I’m certain that God and the Universe have me covered—when I do my needed work. I simply go in the direction of my highest good, and VIOLA!
And when I don’t…I get…lessons. *sigh*
“If you truly loved yourself, you could never hurt another.” ~Buddha
Buddha understood that the path to never hurting another was to love our own selves. Toxic people have a hard time loving themselves. They usually have self-contempt, even though their selfish behavior can make us think otherwise. What they project onto us is really how they feel about themselves. My prayer is that they too are awakened and that they find their own self compassion. This world needs peace from every single one of us.
Disconnected, Lacking and Empty
Our needed transformations are not all about losing weight. Some of us have different issues. Some drink too much.
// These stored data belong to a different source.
//! Deterministic stand-in for the inference model.
//!
//! Latency and failure can be changed at runtime so health probes, timeouts
//! and recovery can be exercised without a real model behind the service.

use super::ComputeBackend;
use crate::constants::RiskLevel;
use crate::error::{DecisionError, Result};
use crate::models::{Decision, RequestContext};
use async_trait::async_trait;
use std::sync::atomic::{AtomicBool, AtomicU64, Ordering};
use std::time::Duration;

#[derive(Debug)]
pub struct MockInferenceBackend {
    name: String,
    latency_ms: AtomicU64,
    failing: AtomicBool,
    calls: AtomicU64,
}

impl MockInferenceBackend {
    pub fn new(name: impl Into<String>, latency: Duration) -> Self {
        Self {
            name: name.into(),
            latency_ms: AtomicU64::new(latency.as_millis() as u64),
            failing: AtomicBool::new(false),
            calls: AtomicU64::new(0),
        }
    }

    pub fn set_latency(&self, latency: Duration) {
        self.latency_ms
            .store(latency.as_millis() as u64, Ordering::Release);
    }

    pub fn set_failing(&self, failing: bool) {
        self.failing.store(failing, Ordering::Release);
    }

    pub fn calls(&self) -> u64 {
        self.calls.load(Ordering::Acquire)
    }

    /// Signal from the `momentum` field if present, else from price parity
    fn synthesize(context: &RequestContext) -> Decision {
        let signal = context
            .get("momentum")
            .and_then(|v| v.as_f64())
            .or_else(|| {
                context
                    .get("price")
                    .and_then(|v| v.as_f64())
                    .map(|p| if (p as i64) % 2 == 0 { 0.6 } else { -0.6 })
            })
            .unwrap_or(0.0)
            .clamp(-1.0, 1.0);

        let (action, risk_level) = match signal {
            s if s > 0.2 => ("BUY", RiskLevel::Medium),
            s if s < -0.2 => ("SELL", RiskLevel::Medium),
            _ => ("HOLD", RiskLevel::Low),
        };

        let mut decision = Decision::new(
            action,
            0.5 + signal.abs() / 2.0,
            format!("mock inference for {}", context.symbol()),
        );
        decision.signal_strength = signal;
        decision.risk_level = risk_level;
        decision.execution_priority = (signal.abs() * 10.0).round() as i32;
        decision
    }
}

#[async_trait]
impl ComputeBackend for MockInferenceBackend {
    fn name(&self) -> &str {
        &self.name
    }

    async fn compute(&self, context: &RequestContext, deadline: Duration) -> Result<Decision> {
        self.calls.fetch_add(1, Ordering::AcqRel);

        let latency = Duration::from_millis(self.latency_ms.load(Ordering::Acquire));
        if latency >= deadline {
            tokio::time::sleep(deadline).await;
            return Err(DecisionError::ComputeTimeout {
                backend: self.name.clone(),
                timeout_ms: deadline.as_millis() as u64,
            });
        }
        if !latency.is_zero() {
            tokio::time::sleep(latency).await;
        }

        if self.failing.load(Ordering::Acquire) {
            return Err(DecisionError::compute_failed(
                self.name.clone(),
                "mock backend configured to fail",
            ));
        }

        Ok(Self::synthesize(context).with_latency_ms(latency.as_secs_f64() * 1_000.0))
    }
}

#[cfg(test)]
mod tests {
    use super::*;
    use crate::compute::compute_with_deadline;
    use std::sync::Arc;

    #[tokio::test(start_paused = true)]
    async fn test_fast_backend_returns_decision() {
        let backend: Arc<dyn ComputeBackend> =
            Arc::new(MockInferenceBackend::new("local", Duration::from_millis(5)));
        let context = RequestContext::new("AAPL").unwrap().field("momentum", 0.8);

        let decision = compute_with_deadline(&backend, &context, Duration::from_millis(20))
            .await
            .unwrap();
        assert_eq!(decision.action, "BUY");
        assert_eq!(decision.latency_ms, 5.0);
        assert!(decision.confidence > 0.5);
    }

    #[tokio::test(start_paused = true)]
    async fn test_slow_backend_times_out() {
        let backend: Arc<dyn ComputeBackend> =
            Arc::new(MockInferenceBackend::new("local", Duration::from_millis(50)));
        let context = RequestContext::new("AAPL").unwrap();

        let err = compute_with_deadline(&backend, &context, Duration::from_millis(20))
            .await
            .unwrap_err();
        assert!(matches!(err, DecisionError::ComputeTimeout { timeout_ms: 20, .. }));
    }

    #[tokio::test]
    async fn test_failure_toggle() {
        let mock = Arc::new(MockInferenceBackend::new("local", Duration::ZERO));
        let backend: Arc<dyn ComputeBackend> = mock.clone();
        let context = RequestContext::new("AAPL").unwrap();

        mock.set_failing(true);
        assert!(compute_with_deadline(&backend, &context, Duration::from_millis(20))
            .await
            .is_err());

        mock.set_failing(false);
        assert!(compute_with_deadline(&backend, &context, Duration::from_millis(20))
            .await
            .is_ok());
        assert_eq!(mock.calls(), 2);
    }
}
Some numb by not eating. Others need to work on relationships. Some feel disconnected, lacking and empty, and in deep vast voids.
Buying a new car, getting a bigger house, going on a month long vacation, or having our child win at the science fair is not how we will fill our deep void. It will only put a Band-Aid on a deep wound. Nothing wrong with a nice car, a fancy house or a big long trip to Europe but they won’t fill the emptiness. The trip will end, the house will become part of your norm, and the car will get a scratch: and the emptiness only left for a little bit.
After about half a dozen surgeries, I have found that wounds heal from the inside. When they have healed well from the inside, the outside then looks so much better.
Filling the deep vast emptiness and our sense of lacking can only be healed as an inside job.
The Greatest Compliment—Ever
After massive weight loss, I’ve been given many compliments. Compliments about how I look/beauty, my strength, my will power, my commitment, my focus, and even how badass I must be.
I have to say that the most fulfilling compliment I receive is when I’ve inspired someone to change their own lives for their highest good.
All other compliments feed my ego (my ego and I appreciate them, don’t stop), but inspiring someone, feeds my soul. It’s made me realize that my experiences with this life-changing transformation are something to share, even if I have to give up some of my well-guarded vulnerability.
How have you dealt with toxic situations? Have you ever made a life changing transformation?